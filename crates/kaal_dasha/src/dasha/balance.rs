//! Birth balance: how much of the first Mahadasha remains at birth.
//!
//! Computed from the Moon's position within its nakshatra. The fraction of
//! the nakshatra already traversed is the fraction of its lord's period
//! already elapsed.

use serde::Serialize;

use crate::error::DashaError;
use crate::graha::Graha;
use crate::nakshatra::{BirthMoonPosition, NAKSHATRA_SPAN_27, Nakshatra};

use super::types::DAYS_PER_YEAR;
use super::vimshottari_data::vimshottari_years;

/// Largest `f64` below 1.0; caps the elapsed fraction so it stays in [0, 1).
const MAX_ELAPSED_FRACTION: f64 = 1.0 - f64::EPSILON / 2.0;

/// Starting ruler and remaining share of its period at birth.
#[derive(Debug, Clone, Copy, PartialEq, Serialize)]
pub struct DashaBalance {
    /// Birth nakshatra of the Moon.
    pub nakshatra: Nakshatra,
    /// Lord of the birth nakshatra; rules the first Mahadasha.
    pub graha: Graha,
    /// Fraction of the nakshatra (and of the first Mahadasha) already elapsed, [0, 1).
    pub elapsed_fraction: f64,
    /// Years of the first Mahadasha already elapsed at birth.
    pub elapsed_years: f64,
    /// Remaining years of the first Mahadasha after birth.
    pub balance_years: f64,
    /// Remaining days of the first Mahadasha after birth.
    pub balance_days: f64,
}

/// Compute the Vimshottari birth balance from the Moon's nakshatra position.
pub fn nakshatra_birth_balance(moon: &BirthMoonPosition) -> Result<DashaBalance, DashaError> {
    moon.validate()?;
    let nakshatra = moon
        .nakshatra()
        .ok_or(DashaError::InvalidBirthData("nakshatra index outside 0..=26"))?;
    let graha = nakshatra.vimshottari_lord();

    let elapsed_fraction =
        (moon.degrees_elapsed / NAKSHATRA_SPAN_27).clamp(0.0, MAX_ELAPSED_FRACTION);
    let full_years = vimshottari_years(graha);
    let balance_years = (1.0 - elapsed_fraction) * full_years;

    Ok(DashaBalance {
        nakshatra,
        graha,
        elapsed_fraction,
        elapsed_years: elapsed_fraction * full_years,
        balance_years,
        balance_days: balance_years * DAYS_PER_YEAR,
    })
}
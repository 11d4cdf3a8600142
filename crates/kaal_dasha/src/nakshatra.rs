//! Nakshatra (lunar mansion) identities and the birth Moon position.
//!
//! The ecliptic circle is divided into 27 equal nakshatras of 13 deg 20'
//! (13.3333... deg) each. The ephemeris reports the birth Moon as a
//! nakshatra index plus the degrees already traversed inside it.

use serde::Serialize;

use crate::dasha::vimshottari_data::nakshatra_lord;
use crate::error::DashaError;
use crate::graha::Graha;

/// Span of one nakshatra in the 27-scheme: 360/27 = 13.3333... degrees.
pub const NAKSHATRA_SPAN_27: f64 = 360.0 / 27.0;

/// Slack allowed past the nakshatra span for ephemeris rounding.
pub const SPAN_TOLERANCE_DEG: f64 = 1e-9;

/// The 27 nakshatras from Ashwini to Revati.
#[derive(Debug, Clone, Copy, PartialEq, Eq, Hash, Serialize)]
pub enum Nakshatra {
    Ashwini,
    Bharani,
    Krittika,
    Rohini,
    Mrigashira,
    Ardra,
    Punarvasu,
    Pushya,
    Ashlesha,
    Magha,
    PurvaPhalguni,
    UttaraPhalguni,
    Hasta,
    Chitra,
    Swati,
    Vishakha,
    Anuradha,
    Jyeshtha,
    Mula,
    PurvaAshadha,
    UttaraAshadha,
    Shravana,
    Dhanishtha,
    Shatabhisha,
    PurvaBhadrapada,
    UttaraBhadrapada,
    Revati,
}

/// All 27 nakshatras in order (0 = Ashwini, 26 = Revati).
pub const ALL_NAKSHATRAS_27: [Nakshatra; 27] = [
    Nakshatra::Ashwini,
    Nakshatra::Bharani,
    Nakshatra::Krittika,
    Nakshatra::Rohini,
    Nakshatra::Mrigashira,
    Nakshatra::Ardra,
    Nakshatra::Punarvasu,
    Nakshatra::Pushya,
    Nakshatra::Ashlesha,
    Nakshatra::Magha,
    Nakshatra::PurvaPhalguni,
    Nakshatra::UttaraPhalguni,
    Nakshatra::Hasta,
    Nakshatra::Chitra,
    Nakshatra::Swati,
    Nakshatra::Vishakha,
    Nakshatra::Anuradha,
    Nakshatra::Jyeshtha,
    Nakshatra::Mula,
    Nakshatra::PurvaAshadha,
    Nakshatra::UttaraAshadha,
    Nakshatra::Shravana,
    Nakshatra::Dhanishtha,
    Nakshatra::Shatabhisha,
    Nakshatra::PurvaBhadrapada,
    Nakshatra::UttaraBhadrapada,
    Nakshatra::Revati,
];

impl Nakshatra {
    /// Nakshatra at a 0-based index, if in range.
    pub fn from_index(index: u8) -> Option<Self> {
        ALL_NAKSHATRAS_27.get(index as usize).copied()
    }

    /// Sanskrit name of the nakshatra.
    pub const fn name(self) -> &'static str {
        match self {
            Self::Ashwini => "Ashwini",
            Self::Bharani => "Bharani",
            Self::Krittika => "Krittika",
            Self::Rohini => "Rohini",
            Self::Mrigashira => "Mrigashira",
            Self::Ardra => "Ardra",
            Self::Punarvasu => "Punarvasu",
            Self::Pushya => "Pushya",
            Self::Ashlesha => "Ashlesha",
            Self::Magha => "Magha",
            Self::PurvaPhalguni => "Purva Phalguni",
            Self::UttaraPhalguni => "Uttara Phalguni",
            Self::Hasta => "Hasta",
            Self::Chitra => "Chitra",
            Self::Swati => "Swati",
            Self::Vishakha => "Vishakha",
            Self::Anuradha => "Anuradha",
            Self::Jyeshtha => "Jyeshtha",
            Self::Mula => "Mula",
            Self::PurvaAshadha => "Purva Ashadha",
            Self::UttaraAshadha => "Uttara Ashadha",
            Self::Shravana => "Shravana",
            Self::Dhanishtha => "Dhanishtha",
            Self::Shatabhisha => "Shatabhisha",
            Self::PurvaBhadrapada => "Purva Bhadrapada",
            Self::UttaraBhadrapada => "Uttara Bhadrapada",
            Self::Revati => "Revati",
        }
    }

    /// 0-based index (Ashwini=0 .. Revati=26).
    pub const fn index(self) -> u8 {
        self as u8
    }

    /// Ruling graha of this nakshatra in the Vimshottari system.
    pub const fn vimshottari_lord(self) -> Graha {
        nakshatra_lord(self.index())
    }
}

/// Birth Moon position as reported by the ephemeris.
#[derive(Debug, Clone, Copy, PartialEq, Serialize)]
pub struct BirthMoonPosition {
    /// 0-based nakshatra index, 0..=26.
    pub nakshatra_index: u8,
    /// Degrees already traversed within the nakshatra, [0, 13.333...].
    pub degrees_elapsed: f64,
}

impl BirthMoonPosition {
    pub fn new(nakshatra_index: u8, degrees_elapsed: f64) -> Self {
        Self {
            nakshatra_index,
            degrees_elapsed,
        }
    }

    /// Split an absolute sidereal longitude into nakshatra and degrees elapsed.
    ///
    /// The longitude must lie in [0, 360); it is not normalized.
    pub fn from_sidereal_longitude(sidereal_lon_deg: f64) -> Result<Self, DashaError> {
        if !sidereal_lon_deg.is_finite() || !(0.0..360.0).contains(&sidereal_lon_deg) {
            return Err(DashaError::InvalidBirthData(
                "moon longitude outside [0, 360) degrees",
            ));
        }
        let nak_idx = ((sidereal_lon_deg / NAKSHATRA_SPAN_27).floor() as u8).min(26);
        let degrees_elapsed = (sidereal_lon_deg - nak_idx as f64 * NAKSHATRA_SPAN_27).max(0.0);
        Ok(Self::new(nak_idx, degrees_elapsed))
    }

    /// Absolute sidereal longitude of this position in degrees.
    pub fn sidereal_longitude(&self) -> f64 {
        self.nakshatra_index as f64 * NAKSHATRA_SPAN_27 + self.degrees_elapsed
    }

    /// The nakshatra, if the index is in range.
    pub fn nakshatra(&self) -> Option<Nakshatra> {
        Nakshatra::from_index(self.nakshatra_index)
    }

    /// Check the position against the nakshatra and ecliptic bounds.
    pub fn validate(&self) -> Result<(), DashaError> {
        if self.nakshatra().is_none() {
            return Err(DashaError::InvalidBirthData(
                "nakshatra index outside 0..=26",
            ));
        }
        if !self.degrees_elapsed.is_finite() {
            return Err(DashaError::InvalidBirthData(
                "degrees elapsed in nakshatra is not finite",
            ));
        }
        if self.degrees_elapsed < 0.0 {
            return Err(DashaError::InvalidBirthData(
                "degrees elapsed in nakshatra is negative",
            ));
        }
        if self.degrees_elapsed > NAKSHATRA_SPAN_27 + SPAN_TOLERANCE_DEG {
            return Err(DashaError::InvalidBirthData(
                "degrees elapsed exceeds the nakshatra span",
            ));
        }
        // Revati closes the circle: its span end is 360 degrees, excluded.
        if self.nakshatra_index == 26 && self.degrees_elapsed >= NAKSHATRA_SPAN_27 {
            return Err(DashaError::InvalidBirthData(
                "moon longitude outside [0, 360) degrees",
            ));
        }
        Ok(())
    }
}
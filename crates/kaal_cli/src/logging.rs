use tracing_subscriber::EnvFilter;

/// Workspace crate targets that receive log output.
const CRATE_TARGETS: &[&str] = &["kaal_cli", "kaal_dasha", "kaal_time"];

/// Initialize tracing based on CLI verbosity level.
///
/// Mapping:
/// - 0 (none) -> warn
/// - 1 (-v)   -> info
/// - 2 (-vv)  -> debug
/// - 3+ (-vvv)-> trace
///
/// `RUST_LOG` overrides the CLI flag if set.
pub fn init(verbosity: u8) {
    let level = match verbosity {
        0 => "warn",
        1 => "info",
        2 => "debug",
        _ => "trace",
    };

    let default_filter = CRATE_TARGETS
        .iter()
        .map(|t| format!("{t}={level}"))
        .collect::<Vec<_>>()
        .join(",");

    let filter =
        EnvFilter::try_from_default_env().unwrap_or_else(|_| EnvFilter::new(default_filter));

    tracing_subscriber::fmt()
        .with_env_filter(filter)
        .with_writer(std::io::stderr)
        .init();
}
//! Error types for dasha timeline generation.

use kaal_time::TimeError;

use crate::dasha::types::{DashaLevel, MAX_HORIZON_YEARS};

/// Errors from dasha timeline construction.
///
/// Queries never fail: an instant outside the generated horizon simply has
/// no active period.
#[derive(Debug, Clone, PartialEq, thiserror::Error)]
#[non_exhaustive]
pub enum DashaError {
    /// Malformed or out-of-range birth Moon position or birth instant.
    #[error("invalid birth data: {0}")]
    InvalidBirthData(&'static str),

    /// Requested horizon is not a usable number of years.
    #[error(
        "invalid horizon: {0} years (must be finite, positive and at most {max})",
        max = MAX_HORIZON_YEARS
    )]
    InvalidHorizon(f64),

    /// Generated periods do not tile their parent exactly.
    #[error("internal invariant violated in {level} #{order}: {reason}")]
    InternalInvariantViolation {
        /// Level of the parent whose partition is broken.
        level: DashaLevel,
        /// 1-based order of that parent among its siblings.
        order: u16,
        /// Which invariant failed.
        reason: &'static str,
    },

    /// Date-time conversion failed.
    #[error(transparent)]
    Time(#[from] TimeError),
}

impl DashaError {
    /// Whether the error is shown as a generic calculation failure with a
    /// retry option, rather than asking for corrected birth data.
    ///
    /// Generation is deterministic: retrying an invariant violation with
    /// unchanged input fails the same way.
    pub fn is_retryable(&self) -> bool {
        matches!(self, Self::InternalInvariantViolation { .. })
    }

    /// Short message suitable for showing to an end user.
    pub fn user_message(&self) -> &'static str {
        match self {
            Self::InvalidBirthData(_) | Self::Time(_) => {
                "Unable to calculate dasha periods, check birth data."
            }
            Self::InvalidHorizon(_) => "Unable to calculate dasha periods for this time span.",
            Self::InternalInvariantViolation { .. } => {
                "Dasha calculation failed, please try again."
            }
        }
    }
}
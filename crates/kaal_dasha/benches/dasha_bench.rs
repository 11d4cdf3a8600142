use chrono::FixedOffset;
use criterion::{Criterion, black_box, criterion_group, criterion_main};
use kaal_dasha::{BirthMoonPosition, TimelineRequest, nakshatra_birth_balance, vimshottari_snapshot};

const BIRTH_JD: f64 = 2_451_545.0;

fn request(horizon_years: f64) -> TimelineRequest {
    TimelineRequest::new(
        BirthMoonPosition::new(1, 8.0),
        BIRTH_JD,
        FixedOffset::east_opt(19_800).unwrap(),
    )
    .with_horizon(horizon_years)
}

fn generation_bench(c: &mut Criterion) {
    let moon = BirthMoonPosition::new(1, 8.0);

    let mut group = c.benchmark_group("generation");
    group.bench_function("birth_balance", |b| {
        b.iter(|| nakshatra_birth_balance(black_box(&moon)))
    });
    group.bench_function("timeline_120y", |b| {
        let req = request(120.0);
        b.iter(|| black_box(&req).generate())
    });
    group.bench_function("timeline_1200y", |b| {
        let req = request(1200.0);
        b.iter(|| black_box(&req).generate())
    });
    group.bench_function("snapshot_only", |b| {
        b.iter(|| vimshottari_snapshot(&moon, BIRTH_JD, black_box(BIRTH_JD + 12_345.6), 120.0))
    });
    group.finish();
}

fn query_bench(c: &mut Criterion) {
    let timeline = request(120.0).generate().expect("timeline generation");
    let jd = BIRTH_JD + 12_345.6;

    let mut group = c.benchmark_group("query");
    group.bench_function("active_chain", |b| {
        b.iter(|| timeline.active_chain(black_box(jd)).pratyantardasha.map(|p| p.graha))
    });
    group.bench_function("next_mahadasha", |b| {
        b.iter(|| timeline.next_mahadasha(black_box(jd)).map(|p| p.start_jd))
    });
    group.bench_function("view_at", |b| {
        b.iter(|| timeline.view_at(black_box(jd)).next_mahadasha().map(|p| p.graha))
    });
    group.finish();
}

criterion_group!(benches, generation_bench, query_bench);
criterion_main!(benches);
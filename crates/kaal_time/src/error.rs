//! Error types for time conversions.

/// Errors from date-time parsing and Julian Date conversion.
#[derive(Debug, Clone, PartialEq, thiserror::Error)]
#[non_exhaustive]
pub enum TimeError {
    /// UTC offset text could not be parsed.
    #[error("invalid UTC offset: {0}")]
    InvalidOffset(String),
    /// Date-time text could not be parsed.
    #[error("invalid date-time: {0}")]
    InvalidDateTime(String),
    /// Julian Date outside the range representable as a calendar date-time.
    #[error("julian date {0} is outside the representable range")]
    OutOfRange(f64),
}
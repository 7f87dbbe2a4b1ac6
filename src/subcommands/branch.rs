//! `branch` subcommand.

use anyhow::anyhow;
use clap::Args;
use git2::Repository;
use nu_ansi_term::Color;
use relbranch::{
    ctx::{BranchContext, BranchReport, PackagesReport},
    errors::BranchResult,
    settings::{Settings, Unattended},
};
use std::{env, path::PathBuf};

/// CLI arguments for the `branch` subcommand.
#[derive(Debug, Clone, Eq, PartialEq, Args)]
pub struct BranchCmd {
    /// The source branch to branch from.
    pub src: String,
    /// Prefix of the destination branches; each package is branched to `<prefix>/<name>`.
    #[arg(short, long)]
    pub prefix: Option<String>,
    /// Don't rebase the stored patches onto existing destination branches.
    #[arg(long)]
    pub no_patch: bool,
    /// Summarize the changes and ask before making them.
    #[arg(short, long)]
    pub interactive: bool,
    /// Ignore a legacy `stack.xml` and branch packages instead.
    #[arg(long)]
    pub no_stack: bool,
    /// Proceed with parent or trim changes without asking.
    #[arg(short, long)]
    pub yes: bool,
    /// Directory to run in, instead of the current one.
    #[arg(short = 'C', long, value_name = "DIR")]
    pub directory: Option<PathBuf>,
}

impl BranchCmd {
    /// Run the `branch` subcommand.
    pub fn run(self) -> BranchResult<i32> {
        let directory = match self.directory {
            Some(directory) => directory,
            None => env::current_dir()?,
        };
        let repo =
            Repository::discover(&directory).map_err(|_| anyhow!("Not in a git repository."))?;

        let settings = Settings::load()?;
        let unattended = if self.yes {
            Unattended::Proceed
        } else {
            settings.unattended
        };
        let prefix = self.prefix.unwrap_or(settings.prefix);

        let ctx = BranchContext::new(&repo, unattended);
        let report = ctx.branch(
            &self.src,
            &prefix,
            !self.no_patch,
            self.interactive,
            self.no_stack,
            &directory,
        )?;

        match &report {
            BranchReport::Stack(outcome) => {
                if let Some(e) = &outcome.followup_error {
                    println!("{}", Color::Yellow.paint(format!("Warning: {}", e)));
                }
                println!(
                    "Successfully branched `{}` to `{}`.",
                    Color::Blue.paint(&self.src),
                    Color::Blue.paint(&outcome.dst)
                );
            }
            BranchReport::Packages(packages) => print_packages(packages),
        }

        Ok(report.exit_code())
    }
}

/// Prints one line per branched package.
fn print_packages(report: &PackagesReport) {
    for package in &report.packages {
        let code = package.exit_code();
        let status = if code == 0 {
            Color::Green.paint("ok")
        } else {
            Color::Red.paint(format!("failed ({})", code))
        };
        println!(
            "{}_{} -> `{}`: {}",
            package.package.name,
            report.version,
            Color::Blue.paint(&package.branch),
            status
        );
    }
}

○ ○ ○ ○

▸ **TASK INSTRUCTIONS**: For each line above that carries the word "InvalidHorizon", copy it out.

▸ **RESPONSE TO THIS TASK**:
    InvalidHorizon(f64),
            Self::InvalidHorizon(_) => "Unable to calculate dasha periods for this time span.",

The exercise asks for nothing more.